Through “The Path Forward,” the collaboration’s growing roster of more than 20 newsrooms will build on its coverage of essential workers to tackle how COVID-19 has prompted communities to rethink solutions to problems of housing, education and public safety, as well as employment and public health.

“Collaboration and editorial partnerships are critical to Chicago at this moment,” said Tracy Brown, chief content officer at WBEZ. “We’re getting more stories to more people whose lives are impacted by the work we do. And that’s great news for WBEZ and Chicago Public Media, particularly as we work to reach younger or more diverse audiences.”

Brown

WBEZ, WTTW, Block Club Chicago, the Chicago Reader and other partners are building on the solutions-focused reporting on essential workers, which led to more than $1.4 million in community impacts and $10 million in policy change in Chicago.

“Throughout the pandemic, publications and institutions in Chicago realized, if they hadn’t before, that sectors of our city and county were underserved, lacked safety nets, and were highly prone to the direct and indirect consequences of the virus — from fatalities to homelessness to abusive workplaces,” said Jackie Serrato, editor in chief of the South Side Weekly. “As journalists who have increased access to data and to people’s stories, it is on us to expose the conditions that existed before COVID and that are set to remain even if COVID-19 was eradicated. Working together as newsrooms to seek accountability, transparency, and solutions to the system’s shortcomings seems like the only logical and responsible next step.”

Serrato

As Solving for Chicago takes on this new challenge, it is proud to announce Solutions Journalism Network has renewed its commitment to the collaborative.

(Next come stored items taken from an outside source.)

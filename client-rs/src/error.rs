//! Error types for the token client

use mqttmtd::aead::AeadError;
use mqttmtd::tls::TlsError;
use mqttmtd::wire::WireError;
use std::path::PathBuf;
use thiserror::Error;

/// Errors that can occur while fetching tokens
#[derive(Error, Debug)]
pub enum ClientError {
    /// Could not reach the issuer
    #[error("Connection error: {0}")]
    Connection(String),

    /// TLS material or handshake problem
    #[error("TLS error: {0}")]
    Tls(#[from] TlsError),

    /// The issuer closed the connection without issuing, e.g. the ACL denied the request
    #[error("Issuance denied")]
    Denied,

    /// Issuer sent something that does not parse
    #[error("Protocol error: {0}")]
    Protocol(#[from] WireError),

    /// Request rejected before contacting the issuer
    #[error("Invalid request: {0}")]
    InvalidRequest(String),

    /// Token record could not be read or written
    #[error("Storage error at {}: {source}", path.display())]
    Storage {
        path: PathBuf,
        #[source]
        source: std::io::Error,
    },

    /// Token record exists but is not usable
    #[error("Corrupt token record: {0}")]
    CorruptRecord(String),

    /// Key material rejected
    #[error("Key error: {0}")]
    Key(#[from] AeadError),
}

impl ClientError {
    pub(crate) fn storage(path: impl Into<PathBuf>, source: std::io::Error) -> Self {
        ClientError::Storage {
            path: path.into(),
            source,
        }
    }
}

/// Result type for token client operations
pub type Result<T> = std::result::Result<T, ClientError>;

#[cfg(test)]
mod tests {
    use super::*;

    #[test]
    fn test_error_display_connection() {
        let err = ClientError::Connection("refused".to_string());
        assert_eq!(err.to_string(), "Connection error: refused");
    }

    #[test]
    fn test_error_display_denied() {
        assert_eq!(ClientError::Denied.to_string(), "Issuance denied");
    }

    #[test]
    fn test_error_display_invalid_request() {
        let err = ClientError::InvalidRequest("empty topic".to_string());
        assert_eq!(err.to_string(), "Invalid request: empty topic");
    }

    #[test]
    fn test_error_display_storage() {
        let err = ClientError::storage(
            "/tmp/tokens/PUBdA==",
            std::io::Error::new(std::io::ErrorKind::PermissionDenied, "denied"),
        );
        assert_eq!(err.to_string(), "Storage error at /tmp/tokens/PUBdA==: denied");
    }

    #[test]
    fn test_error_display_corrupt_record() {
        let err = ClientError::CorruptRecord("truncated header".to_string());
        assert_eq!(err.to_string(), "Corrupt token record: truncated header");
    }

    #[test]
    fn test_error_from_wire() {
        let err: ClientError = WireError::Closed.into();
        assert!(matches!(err, ClientError::Protocol(WireError::Closed)));
        assert!(err.to_string().starts_with("Protocol error:"));
    }

    #[test]
    fn test_error_from_aead() {
        let err: ClientError = AeadError::UnknownType(9).into();
        assert!(matches!(err, ClientError::Key(_)));
    }

    #[test]
    fn test_result_type_err() {
        let result: Result<i32> = Err(ClientError::Denied);
        assert!(result.is_err());
    }

    #[test]
    fn test_error_debug() {
        let err = ClientError::Connection("test".to_string());
        let debug = format!("{:?}", err);
        assert!(debug.contains("Connection"));
        assert!(debug.contains("test"));
    }
}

“Solutions Journalism Network believes that the intersection of solutions journalism and collaboration provides a unique opportunity to invigorate local media ecosystems and produce more equitable and inclusive coverage that debunks entrenched stereotypical narratives,” said Liza Gross, vice president of practice change for the Solutions Journalism Network. “As a member of the Local Media Project portfolio, Solving for Chicago has made and continues to make an invaluable contribution to advance this work by sharing its experience and knowledge with other collaboratives as it shines a spotlight on Chicago’s pressing challenges.”

Gross

Solutions Journalism Network’s commitment to ongoing training and support for partners, as well as an additional $25,000, brings the total to $250,000 raised to support Solving for Chicago’s collaborative journalism work in Chicago.

The renewed support comes as the opportunities grow for reporting to have a meaningful impact on communities across Chicago. Local government is now considering how influxes of COVID-related funding from the federal government can be used to uproot entrenched inequities.

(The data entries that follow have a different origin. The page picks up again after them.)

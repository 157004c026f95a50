//! MQTT framing primitives
//!
//! A control packet is one type/flags byte, a 1-4 byte variable byte integer holding the
//! remaining length, then that many body bytes.

use super::{read_exact_timeout, read_u8_timeout, WireError};
use std::fmt;
use std::time::Duration;
use tokio::io::AsyncRead;

/// Largest value a 4-byte variable byte integer can hold
pub const MAX_VARINT: usize = 268_435_455;
pub const MAX_VARINT_LEN: usize = 4;

#[derive(Debug, Clone, Copy, PartialEq, Eq)]
#[repr(u8)]
pub enum PacketType {
    Reserved = 0,
    Connect = 1,
    Connack = 2,
    Publish = 3,
    Puback = 4,
    Pubrec = 5,
    Pubrel = 6,
    Pubcomp = 7,
    Subscribe = 8,
    Suback = 9,
    Unsubscribe = 10,
    Unsuback = 11,
    Pingreq = 12,
    Pingresp = 13,
    Disconnect = 14,
    Auth = 15,
}

impl PacketType {
    pub fn from_nibble(n: u8) -> Self {
        match n & 0x0F {
            1 => PacketType::Connect,
            2 => PacketType::Connack,
            3 => PacketType::Publish,
            4 => PacketType::Puback,
            5 => PacketType::Pubrec,
            6 => PacketType::Pubrel,
            7 => PacketType::Pubcomp,
            8 => PacketType::Subscribe,
            9 => PacketType::Suback,
            10 => PacketType::Unsubscribe,
            11 => PacketType::Unsuback,
            12 => PacketType::Pingreq,
            13 => PacketType::Pingresp,
            14 => PacketType::Disconnect,
            15 => PacketType::Auth,
            _ => PacketType::Reserved,
        }
    }
}

impl fmt::Display for PacketType {
    fn fmt(&self, f: &mut fmt::Formatter<'_>) -> fmt::Result {
        write!(f, "{}", format!("{:?}", self).to_uppercase())
    }
}

/// Encode `value` with the minimum number of bytes
pub fn encode_varint(value: usize) -> Result<Vec<u8>, WireError> {
    if value > MAX_VARINT {
        return Err(WireError::VarIntTooLarge(value));
    }
    let mut out = Vec::with_capacity(MAX_VARINT_LEN);
    let mut rest = value;
    loop {
        let mut byte = (rest & 0x7F) as u8;
        rest >>= 7;
        if rest > 0 {
            byte |= 0x80;
        }
        out.push(byte);
        if rest == 0 {
            return Ok(out);
        }
    }
}

/// Decode a variable byte integer at the start of `buf`, returning `(value, bytes used)`
pub fn decode_varint(buf: &[u8]) -> Result<(usize, usize), WireError> {
    let mut value = 0usize;
    for (i, &byte) in buf.iter().take(MAX_VARINT_LEN).enumerate() {
        value |= ((byte & 0x7F) as usize) << (7 * i);
        if byte & 0x80 == 0 {
            return Ok((value, i + 1));
        }
    }
    if buf.len() < MAX_VARINT_LEN {
        Err(WireError::Malformed("truncated variable byte integer"))
    } else {
        Err(WireError::VarIntOverflow)
    }
}

pub async fn read_varint<R>(reader: &mut R, timeout: Duration) -> Result<usize, WireError>
where
    R: AsyncRead + Unpin + ?Sized,
{
    let mut value = 0usize;
    for i in 0..MAX_VARINT_LEN {
        let byte = read_u8_timeout(reader, timeout).await?;
        value |= ((byte & 0x7F) as usize) << (7 * i);
        if byte & 0x80 == 0 {
            return Ok(value);
        }
    }
    Err(WireError::VarIntOverflow)
}

/// One control packet with its body
#[derive(Debug, Clone, PartialEq, Eq)]
pub struct Frame {
    pub packet_type: PacketType,
    pub flags: u8,
    pub body: Vec<u8>,
}

impl Frame {
    pub fn new(packet_type: PacketType, flags: u8, body: Vec<u8>) -> Self {
        Self {
            packet_type,
            flags: flags & 0x0F,
            body,
        }
    }

    pub fn first_byte(&self) -> u8 {
        ((self.packet_type as u8) << 4) | self.flags
    }

    /// PUBLISH quality of service, flag bits 2-1
    pub fn qos(&self) -> u8 {
        (self.flags >> 1) & 0x03
    }

    /// Serialize with a freshly computed remaining length
    pub fn encode(&self) -> Result<Vec<u8>, WireError> {
        let len = encode_varint(self.body.len())?;
        let mut out = Vec::with_capacity(1 + len.len() + self.body.len());
        out.push(self.first_byte());
        out.extend_from_slice(&len);
        out.extend_from_slice(&self.body);
        Ok(out)
    }

    /// Read one frame, rejecting bodies larger than `max_body`. Every read is bounded by
    /// `timeout`.
    pub async fn read_from<R>(
        reader: &mut R,
        max_body: usize,
        timeout: Duration,
    ) -> Result<Self, WireError>
    where
        R: AsyncRead + Unpin + ?Sized,
    {
        Self::read_after_idle(reader, max_body, timeout, timeout).await
    }

    /// Like [`Frame::read_from`], but the first byte may take up to `idle` to arrive.
    pub async fn read_after_idle<R>(
        reader: &mut R,
        max_body: usize,
        idle: Duration,
        timeout: Duration,
    ) -> Result<Self, WireError>
    where
        R: AsyncRead + Unpin + ?Sized,
    {
        let first = read_u8_timeout(reader, idle).await?;
        let len = read_varint(reader, timeout).await?;
        if len > max_body {
            return Err(WireError::FrameTooLarge { len, max: max_body });
        }
        let mut body = vec![0u8; len];
        read_exact_timeout(reader, &mut body, timeout).await?;
        Ok(Self::new(PacketType::from_nibble(first >> 4), first, body))
    }
}

/// Split a u16-length-prefixed field off the front of `buf`, returning `(field, rest)`
pub fn split_prefixed(buf: &[u8]) -> Result<(&[u8], &[u8]), WireError> {
    if buf.len() < 2 {
        return Err(WireError::Malformed("missing length prefix"));
    }
    let len = u16::from_be_bytes([buf[0], buf[1]]) as usize;
    let rest = &buf[2..];
    if rest.len() < len {
        return Err(WireError::Malformed("length prefix exceeds packet"));
    }
    Ok(rest.split_at(len))
}

/// Protocol level from a CONNECT body (`00 04 "MQTT" level ...`)
pub fn protocol_level(connect_body: &[u8]) -> Result<u8, WireError> {
    if connect_body.len() < 7 {
        return Err(WireError::Malformed("CONNECT too short"));
    }
    if &connect_body[2..6] != b"MQTT" {
        return Err(WireError::Malformed("CONNECT protocol name is not MQTT"));
    }
    Ok(connect_body[6])
}

#[cfg(test)]
mod tests {
    use super::*;

    const T: Duration = Duration::from_secs(1);

    #[test]
    fn test_varint_boundaries_use_minimum_length() {
        let cases: [(usize, usize); 8] = [
            (0, 1),
            (127, 1),
            (128, 2),
            (16_383, 2),
            (16_384, 3),
            (2_097_151, 3),
            (2_097_152, 4),
            (MAX_VARINT, 4),
        ];
        for (value, len) in cases {
            let encoded = encode_varint(value).unwrap();
            assert_eq!(encoded.len(), len, "value {}", value);
            assert_eq!(decode_varint(&encoded).unwrap(), (value, len));
        }
    }

    #[test]
    fn test_varint_known_encodings() {
        assert_eq!(encode_varint(321).unwrap(), vec![0xC1, 0x02]);
        assert_eq!(encode_varint(MAX_VARINT).unwrap(), vec![0xFF, 0xFF, 0xFF, 0x7F]);
    }

    #[test]
    fn test_varint_sampled_values() {
        let mut value = 1usize;
        while value <= MAX_VARINT {
            let encoded = encode_varint(value).unwrap();
            assert_eq!(decode_varint(&encoded).unwrap().0, value);
            value = value * 3 + 1;
        }
    }

    #[test]
    fn test_varint_rejects_oversized() {
        assert!(matches!(
            encode_varint(MAX_VARINT + 1),
            Err(WireError::VarIntTooLarge(_))
        ));
        assert!(matches!(
            decode_varint(&[0x80, 0x80, 0x80, 0x80, 0x01]),
            Err(WireError::VarIntOverflow)
        ));
        assert!(matches!(
            decode_varint(&[0x80]),
            Err(WireError::Malformed(_))
        ));
    }

    #[tokio::test]
    async fn test_read_varint_unterminated() {
        let bytes = [0xFFu8, 0xFF, 0xFF, 0xFF, 0x7F];
        assert!(matches!(
            read_varint(&mut &bytes[..], T).await,
            Err(WireError::VarIntOverflow)
        ));
    }

    #[tokio::test]
    async fn test_frame_read_and_encode() {
        let bytes = [0x32u8, 0x03, 0x00, 0x01, b'a'];
        let frame = Frame::read_from(&mut &bytes[..], 1024, T).await.unwrap();
        assert_eq!(frame.packet_type, PacketType::Publish);
        assert_eq!(frame.flags, 0x02);
        assert_eq!(frame.qos(), 1);
        assert_eq!(frame.body, vec![0x00, 0x01, b'a']);
        assert_eq!(frame.encode().unwrap(), bytes.to_vec());
    }

    #[tokio::test]
    async fn test_silent_peer_times_out_before_first_byte() {
        let (mut reader, _writer) = tokio::io::duplex(64);
        let err = Frame::read_after_idle(&mut reader, 1024, Duration::from_millis(20), T)
            .await
            .unwrap_err();
        assert!(matches!(err, WireError::Timeout(_)));

        let err = Frame::read_from(&mut reader, 1024, Duration::from_millis(20))
            .await
            .unwrap_err();
        assert!(matches!(err, WireError::Timeout(_)));
    }

    #[tokio::test]
    async fn test_frame_too_large() {
        let bytes = [0x30u8, 0xC1, 0x02];
        let err = Frame::read_from(&mut &bytes[..], 320, T).await.unwrap_err();
        assert!(matches!(err, WireError::FrameTooLarge { len: 321, max: 320 }));
    }

    #[test]
    fn test_split_prefixed() {
        let (field, rest) = split_prefixed(&[0, 2, b'a', b'b', 9]).unwrap();
        assert_eq!(field, b"ab");
        assert_eq!(rest, &[9]);
        assert!(split_prefixed(&[0, 5, b'a']).is_err());
        assert!(split_prefixed(&[0]).is_err());
    }

    #[test]
    fn test_protocol_level() {
        let body = [0, 4, b'M', b'Q', b'T', b'T', 5, 0x02, 0, 60];
        assert_eq!(protocol_level(&body).unwrap(), 5);
        let bad = [0, 4, b'M', b'Q', b'I', b's', 3];
        assert!(protocol_level(&bad).is_err());
    }
}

“COVID laid bare a lot of disparities,” Chicago Mayor Lori Lightfoot said in June, announcing the city’s own intentions to address equity issues in its COVID-19 recovery plans. “When we started looking at the disproportionate impact of COVID on communities of color in particular, there’s a straight line to the lack of access to safe, affordable, high-quality healthcare,” she said.

Previous coverage by the collaborative injected the voices of hundreds of essential workers into the city’s civic dialogue and influenced how $10 million in funding from the Centers for Disease Control was used in communities where essential workers and their families were most impacted by inequities in public health infrastructure.

The collaborative aims to include more community voices in the civic conversations yet to come and to explore solutions already being tried in communities most impacted by systemic inequities.